The SAP Real Time Data Platform approach to Big Data is the most complete coverage model  in the market. While the SAP HANA in-memory platform is at the center of the SAP RTDP offering, its unique smart data access capability lets enterprises create a federation of disparate data sources, delivering the highest performance possible for both analytical and transactional workloads. For example, SAP HANA smart data access means queries can be optimized for and then executed on servers in the federation that are ideally suited for the task, essentially pushing down processing closer to where the data physically resides.

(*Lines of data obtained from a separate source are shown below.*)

//! # Seed Data Generator
//!
//! Populates a database with people and shelved copies for development.
//!
//! ## Usage
//! ```bash
//! # 200 titles, up to 3 copies each, 50 borrowers (defaults)
//! cargo run -p shelf-db --bin seed
//!
//! # Custom amounts
//! cargo run -p shelf-db --bin seed -- --titles 1000 --people 300
//!
//! # Specify database path
//! cargo run -p shelf-db --bin seed -- --db ./data/shelf.db
//! ```
//!
//! ## Generated Data
//! - One admin (`admin`) and one desk clerk with `manage_holds`
//! - Borrowers with `borrow`, every fifth one limited to 2 books / 14 days
//! - ISBN-13s in the English-language group (978-0) with valid check digits

use chrono::Utc;
use std::env;
use tracing::{info, warn};
use tracing_subscriber::EnvFilter;
use uuid::Uuid;

use shelf_core::isbn::check_digit13;
use shelf_core::{BookCopy, Capability, CapabilitySet, Isbn, Limits, Person};
use shelf_db::{copies, persons, Database, DbConfig};

#[tokio::main]
async fn main() -> Result<(), Box<dyn std::error::Error>> {
    init_tracing();

    let args: Vec<String> = env::args().collect();

    let mut titles: u32 = 200;
    let mut people: u32 = 50;
    let mut db_path = String::from("./shelf_dev.db");

    let mut i = 1;
    while i < args.len() {
        match args[i].as_str() {
            "--titles" | "-t" => {
                if i + 1 < args.len() {
                    titles = args[i + 1].parse().unwrap_or(200);
                    i += 1;
                }
            }
            "--people" | "-p" => {
                if i + 1 < args.len() {
                    people = args[i + 1].parse().unwrap_or(50);
                    i += 1;
                }
            }
            "--db" | "-d" => {
                if i + 1 < args.len() {
                    db_path = args[i + 1].clone();
                    i += 1;
                }
            }
            "--help" | "-h" => {
                println!("Shelf Seed Data Generator");
                println!();
                println!("Usage: seed [OPTIONS]");
                println!();
                println!("Options:");
                println!("  -t, --titles <N>   Number of distinct ISBNs (default: 200)");
                println!("  -p, --people <N>   Number of borrowers (default: 50)");
                println!("  -d, --db <PATH>    Database file path (default: ./shelf_dev.db)");
                println!("  -h, --help         Show this help message");
                return Ok(());
            }
            _ => {}
        }
        i += 1;
    }

    info!(db = %db_path, titles, people, "Seeding database");

    let db = Database::new(DbConfig::new(&db_path)).await?;
    let mut conn = db.acquire().await?;

    let existing = persons::count(&mut conn).await?;
    if existing > 0 {
        warn!(existing, "Database already has people; skipping seed");
        return Ok(());
    }

    let start = std::time::Instant::now();

    // Staff
    persons::insert(&mut conn, &person("Admin", &[Capability::Admin], Limits::default()), None).await?;
    persons::insert(
        &mut conn,
        &person("Desk Clerk", &[Capability::Borrow, Capability::ManageHolds], Limits::default()),
        None,
    )
    .await?;

    // Borrowers
    for n in 0..people {
        let limits = if n % 5 == 0 {
            Limits { books: Some(2), days: Some(14) }
        } else {
            Limits::default()
        };
        let borrower = person(&format!("Borrower {:04}", n), &[Capability::Borrow], limits);
        persons::insert(&mut conn, &borrower, None).await?;
    }

    // Copies
    let mut shelved = 0u32;
    for n in 0..titles {
        let isbn = generate_isbn(n)?;
        for _ in 0..(1 + n % 3) {
            let copy = BookCopy {
                id: copies::generate_copy_id(),
                isbn: isbn.clone(),
                created_at: Utc::now(),
            };
            copies::insert(&mut conn, &copy).await?;
            shelved += 1;
        }

        if (n + 1) % 100 == 0 {
            info!(titles = n + 1, copies = shelved, "Progress");
        }
    }

    info!(
        people = people + 2,
        titles,
        copies = shelved,
        elapsed_ms = start.elapsed().as_millis() as u64,
        "Seed complete"
    );

    Ok(())
}

/// Tracing setup: `RUST_LOG` wins, otherwise info with debug for shelf crates.
fn init_tracing() {
    let filter = EnvFilter::try_from_default_env()
        .unwrap_or_else(|_| EnvFilter::new("info,shelf_db=debug,sqlx=warn"));

    tracing_subscriber::fmt().with_env_filter(filter).init();
}

fn person(name: &str, caps: &[Capability], limits: Limits) -> Person {
    Person {
        id: Uuid::new_v4().to_string(),
        name: name.to_string(),
        email: None,
        permissions: caps.iter().copied().collect::<CapabilitySet>(),
        limits,
        created_at: Utc::now(),
    }
}

/// 978-0-RRR-PPPPP-C with a 3-digit registrant in 200..=699.
fn generate_isbn(n: u32) -> Result<Isbn, shelf_core::IsbnError> {
    let registrant = 200 + (n / 100_000) % 500;
    let publication = n % 100_000;
    let body = format!("9780{:03}{:05}", registrant, publication);

    let digits: Vec<u8> = body.bytes().map(|b| b - b'0').collect();
    let check = check_digit13(&digits);

    Isbn::parse(&format!("{}{}", body, check))
}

With hundreds of SAP HANA installations already deployed, there are plenty of real-world examples of companies who are getting the upper hand on the Big Data fiend. Let me just point to one. An early adopter of SAP HANA technology in 2011 was Minneapolis-based Medtronic. The medical device manufacturer collects massive amounts of data about product reliability. Information arrives as commentary in text form from customer interaction and employee feedback as well as structured database feeds from various sources such as government entities. Reports based on these different data sources are needed up and down the organization and are used to continuously improve product quality.

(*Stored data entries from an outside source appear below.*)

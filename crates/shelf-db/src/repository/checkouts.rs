//! # Checkout Repository
//!
//! Loans. The partial unique index `idx_checkouts_open_copy` guarantees at
//! most one open checkout per copy; [`insert_if_copy_free`] additionally
//! checks inside the statement so the common race never reaches the index.
//!
//! ## Open / Close Lifecycle
//! ```text
//!   insert_if_copy_free ──► completed = 0, end_at = NULL
//!            │
//!            ▼
//!   close (WHERE completed = 0) ──► completed = 1, end_at = now
//! ```

use chrono::{DateTime, Utc};
use sqlx::SqliteConnection;
use tracing::debug;

use crate::error::{DbError, DbResult};
use shelf_core::{Checkout, Isbn};

const CHECKOUT_COLUMNS: &str =
    "id, copy_id, person_id, start_at, due_at, end_at, completed, penalty_rate_cents";

/// Inserts an open checkout unless the copy already has one.
///
/// ## Returns
/// * `Ok(true)` - Checkout created
/// * `Ok(false)` - Copy already out (seen in the snapshot or via the index)
pub async fn insert_if_copy_free(conn: &mut SqliteConnection, checkout: &Checkout) -> DbResult<bool> {
    debug!(copy_id = %checkout.copy_id, person_id = %checkout.person_id, "Inserting checkout");

    let result = sqlx::query(
        r#"
        INSERT INTO checkouts (
            id, copy_id, person_id, start_at, due_at, end_at, completed, penalty_rate_cents
        )
        SELECT ?1, ?2, ?3, ?4, ?5, NULL, 0, ?6
        WHERE NOT EXISTS (
            SELECT 1 FROM checkouts WHERE copy_id = ?2 AND completed = 0
        )
        "#,
    )
    .bind(&checkout.id)
    .bind(&checkout.copy_id)
    .bind(&checkout.person_id)
    .bind(checkout.start_at)
    .bind(checkout.due_at)
    .bind(checkout.penalty_rate)
    .execute(&mut *conn)
    .await;

    match result {
        Ok(done) => Ok(done.rows_affected() == 1),
        Err(err) => match DbError::from(err) {
            DbError::UniqueViolation { .. } => Ok(false),
            other => Err(other),
        },
    }
}

/// The open checkout for a copy, if any.
pub async fn find_open_by_copy(conn: &mut SqliteConnection, copy_id: &str) -> DbResult<Option<Checkout>> {
    let sql = format!(
        "SELECT {} FROM checkouts WHERE copy_id = ?1 AND completed = 0",
        CHECKOUT_COLUMNS
    );
    let checkout = sqlx::query_as::<_, Checkout>(&sql)
        .bind(copy_id)
        .fetch_optional(&mut *conn)
        .await?;

    Ok(checkout)
}

/// Closes an open checkout.
///
/// ## Returns
/// * `Ok(true)` - Checkout closed by this call
/// * `Ok(false)` - Already closed (or missing)
pub async fn close(conn: &mut SqliteConnection, id: &str, end_at: DateTime<Utc>) -> DbResult<bool> {
    debug!(checkout_id = %id, "Closing checkout");

    let result = sqlx::query(
        "UPDATE checkouts SET end_at = ?2, completed = 1 WHERE id = ?1 AND completed = 0",
    )
    .bind(id)
    .bind(end_at)
    .execute(&mut *conn)
    .await?;

    Ok(result.rows_affected() == 1)
}

/// Number of open checkouts held by a person.
pub async fn count_open_by_person(conn: &mut SqliteConnection, person_id: &str) -> DbResult<i64> {
    let count: i64 = sqlx::query_scalar(
        "SELECT COUNT(*) FROM checkouts WHERE person_id = ?1 AND completed = 0",
    )
    .bind(person_id)
    .fetch_one(&mut *conn)
    .await?;

    Ok(count)
}

/// Number of open checkouts across all copies of an ISBN.
pub async fn count_open_by_isbn(conn: &mut SqliteConnection, isbn: &Isbn) -> DbResult<i64> {
    let count: i64 = sqlx::query_scalar(
        r#"
        SELECT COUNT(*)
        FROM checkouts c
        INNER JOIN copies k ON k.id = c.copy_id
        WHERE k.isbn = ?1 AND c.completed = 0
        "#,
    )
    .bind(isbn.to_string())
    .fetch_one(&mut *conn)
    .await?;

    Ok(count)
}

/// True when the person has a copy of this ISBN out right now.
pub async fn person_has_open_for_isbn(
    conn: &mut SqliteConnection,
    person_id: &str,
    isbn: &Isbn,
) -> DbResult<bool> {
    let found: Option<i64> = sqlx::query_scalar(
        r#"
        SELECT 1
        FROM checkouts c
        INNER JOIN copies k ON k.id = c.copy_id
        WHERE c.person_id = ?1 AND k.isbn = ?2 AND c.completed = 0
        LIMIT 1
        "#,
    )
    .bind(person_id)
    .bind(isbn.to_string())
    .fetch_optional(&mut *conn)
    .await?;

    Ok(found.is_some())
}

/// Open checkouts for a person, earliest due first.
pub async fn list_open_by_person(conn: &mut SqliteConnection, person_id: &str) -> DbResult<Vec<Checkout>> {
    let sql = format!(
        "SELECT {} FROM checkouts WHERE person_id = ?1 AND completed = 0 ORDER BY due_at, rowid",
        CHECKOUT_COLUMNS
    );
    let checkouts = sqlx::query_as::<_, Checkout>(&sql)
        .bind(person_id)
        .fetch_all(&mut *conn)
        .await?;

    Ok(checkouts)
}

/// Every checkout of a copy, most recent first.
pub async fn list_by_copy(conn: &mut SqliteConnection, copy_id: &str) -> DbResult<Vec<Checkout>> {
    let sql = format!(
        "SELECT {} FROM checkouts WHERE copy_id = ?1 ORDER BY start_at DESC, rowid DESC",
        CHECKOUT_COLUMNS
    );
    let checkouts = sqlx::query_as::<_, Checkout>(&sql)
        .bind(copy_id)
        .fetch_all(&mut *conn)
        .await?;

    Ok(checkouts)
}

/// Gets a checkout by its ID.
pub async fn get(conn: &mut SqliteConnection, id: &str) -> DbResult<Option<Checkout>> {
    let sql = format!("SELECT {} FROM checkouts WHERE id = ?1", CHECKOUT_COLUMNS);
    let checkout = sqlx::query_as::<_, Checkout>(&sql)
        .bind(id)
        .fetch_optional(&mut *conn)
        .await?;

    Ok(checkout)
}
//! # Lending Configuration
//!
//! Settings for the store connection, loan defaults and conflict retries.
//!
//! ## Configuration Sources
//! ```text
//! ┌─────────────────────────────────────────────────────────────────────────┐
//! │                    Configuration Priority                               │
//! │                                                                         │
//! │  1. Environment Variables (highest priority)                           │
//! │     SHELF_DATABASE_PATH=/var/lib/shelf/shelf.db                        │
//! │     SHELF_LOAN_DAYS=14                                                 │
//! │                                                                         │
//! │  2. TOML Config File                                                   │
//! │     ~/.config/shelf/lending.toml (Linux)                               │
//! │     ~/Library/Application Support/org.shelf.shelf/lending.toml (macOS) │
//! │                                                                         │
//! │  3. Default Values (lowest priority)                                   │
//! │     7-day loans, 1.00 per overdue day                                  │
//! └─────────────────────────────────────────────────────────────────────────┘
//! ```
//!
//! ## Configuration File Format
//! ```toml
//! # lending.toml
//! [database]
//! path = "shelf.db"
//! max_connections = 5
//! busy_timeout_ms = 5000
//!
//! [loans]
//! default_length_days = 7
//! default_penalty_cents = 100
//!
//! [retry]
//! initial_backoff_ms = 10
//! max_backoff_ms = 500
//! max_attempts = 5
//! ```

use serde::{Deserialize, Serialize};
use std::path::PathBuf;
use std::time::Duration;
use thiserror::Error;
use tracing::{debug, info, warn};

use shelf_core::{Money, DEFAULT_LOAN_DAYS, DEFAULT_PENALTY_CENTS, MAX_LOAN_DAYS, MAX_PENALTY_CENTS};
use shelf_db::DbConfig;

use crate::retry::RetryPolicy;

// =============================================================================
// Config Error
// =============================================================================

/// Failures loading, validating or saving [`LendingConfig`].
#[derive(Debug, Error)]
pub enum ConfigError {
    #[error("Invalid configuration: {0}")]
    Invalid(String),

    #[error("Failed to load config: {0}")]
    LoadFailed(String),

    #[error("Failed to save config: {0}")]
    SaveFailed(String),
}

impl From<std::io::Error> for ConfigError {
    fn from(err: std::io::Error) -> Self {
        ConfigError::LoadFailed(err.to_string())
    }
}

impl From<toml::de::Error> for ConfigError {
    fn from(err: toml::de::Error) -> Self {
        ConfigError::LoadFailed(err.to_string())
    }
}

impl From<toml::ser::Error> for ConfigError {
    fn from(err: toml::ser::Error) -> Self {
        ConfigError::SaveFailed(err.to_string())
    }
}

pub type ConfigResult<T> = Result<T, ConfigError>;

// =============================================================================
// Database Settings
// =============================================================================

/// Where the store lives and how many connections it may use.
#[derive(Debug, Clone, Serialize, Deserialize)]
pub struct DatabaseSettings {
    /// SQLite file path. `:memory:` selects a private in-memory store.
    #[serde(default = "default_db_path")]
    pub path: PathBuf,

    #[serde(default = "default_max_connections")]
    pub max_connections: u32,

    /// How long a writer waits on a locked database before giving up.
    #[serde(default = "default_busy_timeout")]
    pub busy_timeout_ms: u64,
}

fn default_db_path() -> PathBuf {
    PathBuf::from("shelf.db")
}

fn default_max_connections() -> u32 {
    5
}

fn default_busy_timeout() -> u64 {
    5_000
}

impl Default for DatabaseSettings {
    fn default() -> Self {
        DatabaseSettings {
            path: default_db_path(),
            max_connections: default_max_connections(),
            busy_timeout_ms: default_busy_timeout(),
        }
    }
}

// =============================================================================
// Loan Settings
// =============================================================================

/// Terms used when a checkout request leaves them out.
#[derive(Debug, Clone, Serialize, Deserialize)]
pub struct LoanSettings {
    #[serde(default = "default_length_days")]
    pub default_length_days: u32,

    /// Penalty per overdue day, in cents.
    #[serde(default = "default_penalty_cents")]
    pub default_penalty_cents: i64,
}

fn default_length_days() -> u32 {
    DEFAULT_LOAN_DAYS
}

fn default_penalty_cents() -> i64 {
    DEFAULT_PENALTY_CENTS
}

impl Default for LoanSettings {
    fn default() -> Self {
        LoanSettings {
            default_length_days: default_length_days(),
            default_penalty_cents: default_penalty_cents(),
        }
    }
}

impl LoanSettings {
    pub fn default_penalty_rate(&self) -> Money {
        Money::from_cents(self.default_penalty_cents)
    }
}

// =============================================================================
// Retry Settings
// =============================================================================

/// Backoff for operations that lost a commit race.
#[derive(Debug, Clone, Serialize, Deserialize)]
pub struct RetrySettings {
    #[serde(default = "default_initial_backoff")]
    pub initial_backoff_ms: u64,

    #[serde(default = "default_max_backoff")]
    pub max_backoff_ms: u64,

    /// Total attempts including the first one.
    #[serde(default = "default_max_attempts")]
    pub max_attempts: u32,
}

fn default_initial_backoff() -> u64 {
    10
}

fn default_max_backoff() -> u64 {
    500
}

fn default_max_attempts() -> u32 {
    5
}

impl Default for RetrySettings {
    fn default() -> Self {
        RetrySettings {
            initial_backoff_ms: default_initial_backoff(),
            max_backoff_ms: default_max_backoff(),
            max_attempts: default_max_attempts(),
        }
    }
}

// =============================================================================
// Main Lending Configuration
// =============================================================================

/// Complete lending configuration.
#[derive(Debug, Clone, Default, Serialize, Deserialize)]
pub struct LendingConfig {
    #[serde(default)]
    pub database: DatabaseSettings,

    #[serde(default)]
    pub loans: LoanSettings,

    #[serde(default)]
    pub retry: RetrySettings,
}

impl LendingConfig {
    /// Loads configuration from file, environment, and defaults.
    ///
    /// ## Load Order (later overrides earlier)
    /// 1. Default values
    /// 2. Config file (lending.toml)
    /// 3. Environment variables
    pub fn load(config_path: Option<PathBuf>) -> ConfigResult<Self> {
        let mut config = Self::default();

        if let Some(path) = config_path.or_else(Self::default_config_path) {
            if path.exists() {
                info!(?path, "Loading lending config from file");
                let contents = std::fs::read_to_string(&path)?;
                config = toml::from_str(&contents)?;
            } else {
                debug!(?path, "Config file not found, using defaults");
            }
        }

        config.apply_overrides_from(|key| std::env::var(key).ok());
        config.validate()?;

        Ok(config)
    }

    /// Loads config or returns default if load fails.
    pub fn load_or_default(config_path: Option<PathBuf>) -> Self {
        Self::load(config_path).unwrap_or_else(|e| {
            warn!("Failed to load lending config: {}. Using defaults.", e);
            Self::default()
        })
    }

    /// Saves configuration to file.
    pub fn save(&self, config_path: Option<PathBuf>) -> ConfigResult<()> {
        let path = config_path
            .or_else(Self::default_config_path)
            .ok_or_else(|| ConfigError::SaveFailed("No config path available".into()))?;

        if let Some(parent) = path.parent() {
            std::fs::create_dir_all(parent).map_err(|e| ConfigError::SaveFailed(e.to_string()))?;
        }

        let contents = toml::to_string_pretty(self)?;
        std::fs::write(&path, contents).map_err(|e| ConfigError::SaveFailed(e.to_string()))?;

        info!(?path, "Lending config saved");
        Ok(())
    }

    /// Validates the configuration.
    pub fn validate(&self) -> ConfigResult<()> {
        if self.database.path.as_os_str().is_empty() {
            return Err(ConfigError::Invalid("database.path must not be empty".into()));
        }

        if self.database.max_connections == 0 {
            return Err(ConfigError::Invalid(
                "database.max_connections must be greater than 0".into(),
            ));
        }

        if !(1..=MAX_LOAN_DAYS).contains(&self.loans.default_length_days) {
            return Err(ConfigError::Invalid(format!(
                "loans.default_length_days must be between 1 and {}",
                MAX_LOAN_DAYS
            )));
        }

        if !(0..=MAX_PENALTY_CENTS).contains(&self.loans.default_penalty_cents) {
            return Err(ConfigError::Invalid(format!(
                "loans.default_penalty_cents must be between 0 and {}",
                MAX_PENALTY_CENTS
            )));
        }

        if self.retry.max_attempts == 0 {
            return Err(ConfigError::Invalid(
                "retry.max_attempts must be at least 1".into(),
            ));
        }

        if self.retry.initial_backoff_ms > self.retry.max_backoff_ms {
            return Err(ConfigError::Invalid(
                "retry.initial_backoff_ms must not exceed retry.max_backoff_ms".into(),
            ));
        }

        Ok(())
    }

    /// Applies `SHELF_*` overrides read through `lookup`.
    ///
    /// [`load`](Self::load) passes the process environment; tests pass a map.
    pub fn apply_overrides_from<F>(&mut self, lookup: F)
    where
        F: Fn(&str) -> Option<String>,
    {
        if let Some(path) = lookup("SHELF_DATABASE_PATH") {
            debug!(path = %path, "Overriding database path from environment");
            self.database.path = PathBuf::from(path);
        }

        if let Some(max) = lookup("SHELF_MAX_CONNECTIONS") {
            match max.parse::<u32>() {
                Ok(n) => self.database.max_connections = n,
                Err(_) => warn!(value = %max, "Ignoring invalid SHELF_MAX_CONNECTIONS"),
            }
        }

        if let Some(days) = lookup("SHELF_LOAN_DAYS") {
            match days.parse::<u32>() {
                Ok(n) => {
                    debug!(days = n, "Overriding default loan length from environment");
                    self.loans.default_length_days = n;
                }
                Err(_) => warn!(value = %days, "Ignoring invalid SHELF_LOAN_DAYS"),
            }
        }

        if let Some(cents) = lookup("SHELF_PENALTY_CENTS") {
            match cents.parse::<i64>() {
                Ok(n) => self.loans.default_penalty_cents = n,
                Err(_) => warn!(value = %cents, "Ignoring invalid SHELF_PENALTY_CENTS"),
            }
        }

        if let Some(attempts) = lookup("SHELF_RETRY_MAX_ATTEMPTS") {
            match attempts.parse::<u32>() {
                Ok(n) => self.retry.max_attempts = n,
                Err(_) => warn!(value = %attempts, "Ignoring invalid SHELF_RETRY_MAX_ATTEMPTS"),
            }
        }
    }

    /// Returns the default config file path.
    pub fn default_config_path() -> Option<PathBuf> {
        directories::ProjectDirs::from("org", "shelf", "shelf")
            .map(|dirs| dirs.config_dir().join("lending.toml"))
    }

    // =========================================================================
    // Convenience Methods
    // =========================================================================

    /// Store settings as a [`DbConfig`].
    pub fn db_config(&self) -> DbConfig {
        let base = if self.database.path.as_os_str() == ":memory:" {
            DbConfig::in_memory()
        } else {
            DbConfig::new(&self.database.path).max_connections(self.database.max_connections)
        };

        base.busy_timeout(Duration::from_millis(self.database.busy_timeout_ms))
    }

    pub fn retry_policy(&self) -> RetryPolicy {
        RetryPolicy {
            initial_backoff: Duration::from_millis(self.retry.initial_backoff_ms),
            max_backoff: Duration::from_millis(self.retry.max_backoff_ms),
            max_attempts: self.retry.max_attempts,
        }
    }
}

The rapid growth of data within Medtronic’s data warehouse was hurting reporting performance, which is why IT there turned to SAP HANA. Its success at handling the vast volumes of structured and unstructured data in the area of product reliability has inspired Medtronic to, among other possibilities, potentially combine SAP ERP information with CRM data held in non-SAP sources.

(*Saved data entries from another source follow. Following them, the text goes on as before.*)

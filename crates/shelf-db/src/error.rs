//! # Store Errors
//!
//! `DbError` classifies what SQLite reported so the lending layer can tell a
//! lost race from a broken store.
//!
//! ```text
//!  sqlx::Error ──► DbError
//!                    ├── Conflict ─────────► LendingError::Conflict (retried)
//!                    ├── UniqueViolation ──► turned into a denial by the repository
//!                    └── anything else ────► LendingError::Store
//! ```

use thiserror::Error;

/// SQLite primary result codes for a write that lost a race.
const SQLITE_BUSY: i32 = 5;
const SQLITE_LOCKED: i32 = 6;

/// Failure of a store call.
#[derive(Debug, Error)]
pub enum DbError {
    #[error("{entity} not found: {id}")]
    NotFound { entity: String, id: String },

    /// A unique index refused the row: a second open checkout for a copy,
    /// a second pending hold for one person and ISBN, or a second fine for
    /// one checkout.
    #[error("Unique constraint failed on {constraint}")]
    UniqueViolation { constraint: String },

    /// Usually a person or copy id that does not exist.
    #[error("Foreign key violation: {message}")]
    ForeignKeyViolation { message: String },

    /// The commit lost an optimistic-concurrency race.
    ///
    /// ## When This Occurs
    /// - SQLITE_BUSY / SQLITE_BUSY_SNAPSHOT: another writer committed after
    ///   this transaction took its read snapshot
    /// - SQLITE_LOCKED: shared-cache table lock
    ///
    /// Safe to retry the whole transaction.
    #[error("Commit conflict: {0}")]
    Conflict(String),

    #[error("Connection failed: {0}")]
    ConnectionFailed(String),

    #[error("Migration failed: {0}")]
    MigrationFailed(String),

    #[error("Query failed: {0}")]
    QueryFailed(String),

    /// No pooled connection became free within `acquire_timeout`.
    #[error("Connection pool exhausted")]
    PoolExhausted,

    #[error("Internal database error: {0}")]
    Internal(String),
}

impl DbError {
    pub fn not_found(entity: impl Into<String>, id: impl Into<String>) -> Self {
        DbError::NotFound {
            entity: entity.into(),
            id: id.into(),
        }
    }

    /// True for a lost commit race.
    pub fn is_conflict(&self) -> bool {
        matches!(self, DbError::Conflict(_))
    }
}

/// True when a SQLite extended result code is BUSY or LOCKED.
///
/// Extended codes carry the primary code in their low byte
/// (e.g. SQLITE_BUSY_SNAPSHOT = 517 = 5 | 2 << 8).
fn is_busy_or_locked(code: Option<&str>) -> bool {
    code.and_then(|c| c.parse::<i32>().ok())
        .map(|c| matches!(c & 0xff, SQLITE_BUSY | SQLITE_LOCKED))
        .unwrap_or(false)
}

/// ```text
/// RowNotFound             → NotFound
/// Database, BUSY/LOCKED   → Conflict
/// Database, UNIQUE        → UniqueViolation
/// Database, FOREIGN KEY   → ForeignKeyViolation
/// Database, other         → QueryFailed
/// PoolTimedOut            → PoolExhausted
/// PoolClosed              → ConnectionFailed
/// anything else           → Internal
/// ```
impl From<sqlx::Error> for DbError {
    fn from(err: sqlx::Error) -> Self {
        match err {
            sqlx::Error::RowNotFound => DbError::not_found("Row", "?"),

            sqlx::Error::Database(db_err) => {
                let msg = db_err.message();

                if is_busy_or_locked(db_err.code().as_deref())
                    || msg.contains("database is locked")
                    || msg.contains("database table is locked")
                {
                    DbError::Conflict(msg.to_string())
                } else if db_err.is_unique_violation() {
                    // "UNIQUE constraint failed: checkouts.copy_id"
                    let constraint = msg
                        .strip_prefix("UNIQUE constraint failed: ")
                        .unwrap_or(msg)
                        .to_string();
                    DbError::UniqueViolation { constraint }
                } else if db_err.is_foreign_key_violation() {
                    DbError::ForeignKeyViolation {
                        message: msg.to_string(),
                    }
                } else {
                    DbError::QueryFailed(msg.to_string())
                }
            }

            sqlx::Error::PoolTimedOut => DbError::PoolExhausted,

            sqlx::Error::PoolClosed => DbError::ConnectionFailed("store has been closed".into()),

            _ => DbError::Internal(err.to_string()),
        }
    }
}

impl From<sqlx::migrate::MigrateError> for DbError {
    fn from(err: sqlx::migrate::MigrateError) -> Self {
        DbError::MigrationFailed(err.to_string())
    }
}

pub type DbResult<T> = Result<T, DbError>;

As I’ve written here before, the SAP RTDP architecture is not limited to SAP branded applications. So SAP HANA smart data access lets an IT team integrate a network of large and disparate data sources, even if the information is residing in databases sold by SAP competitors, and even if it’s residing in Hadoop.

To that end, later this month at the SAPPHIRE NOW conference in Orlando, SAP and Intel will be showcasing how Hadoop and SAP HANA technology further advance the SAP RTDP vision. As most have already discovered, Hadoop is being adopted to manage and analyze unstructured data in today’s enterprise. At SAPPHIRE you’ll get to see it and SAP HANA run in a modern 10GigE Intel server cluster environment.

The Intel Distribution for Apache Hadoop is the first Hadoop distribution that has been designed from the silicon layer on up to deliver industry-leading performance, security, and scalability. It’s a perfect fit for the SAP HANA in-memory, high-performance database which also shares the same functional elegance of well optimized algorithms, cache efficiencies and MPP scaling derived from the latest Intel micro architecture.

If you are able to stop by during SAPPHIRE, you’ll also see, for example, how SAP Data Services integrated ETL capabilities can mine Hadoop-resident data and quickly load it into a SAP HANA database and combine it with structured data from other sources for blazingly fast contextual analysis. It’s so comprehensive and so quick, you might begin to think Big Data is not such a monster after all.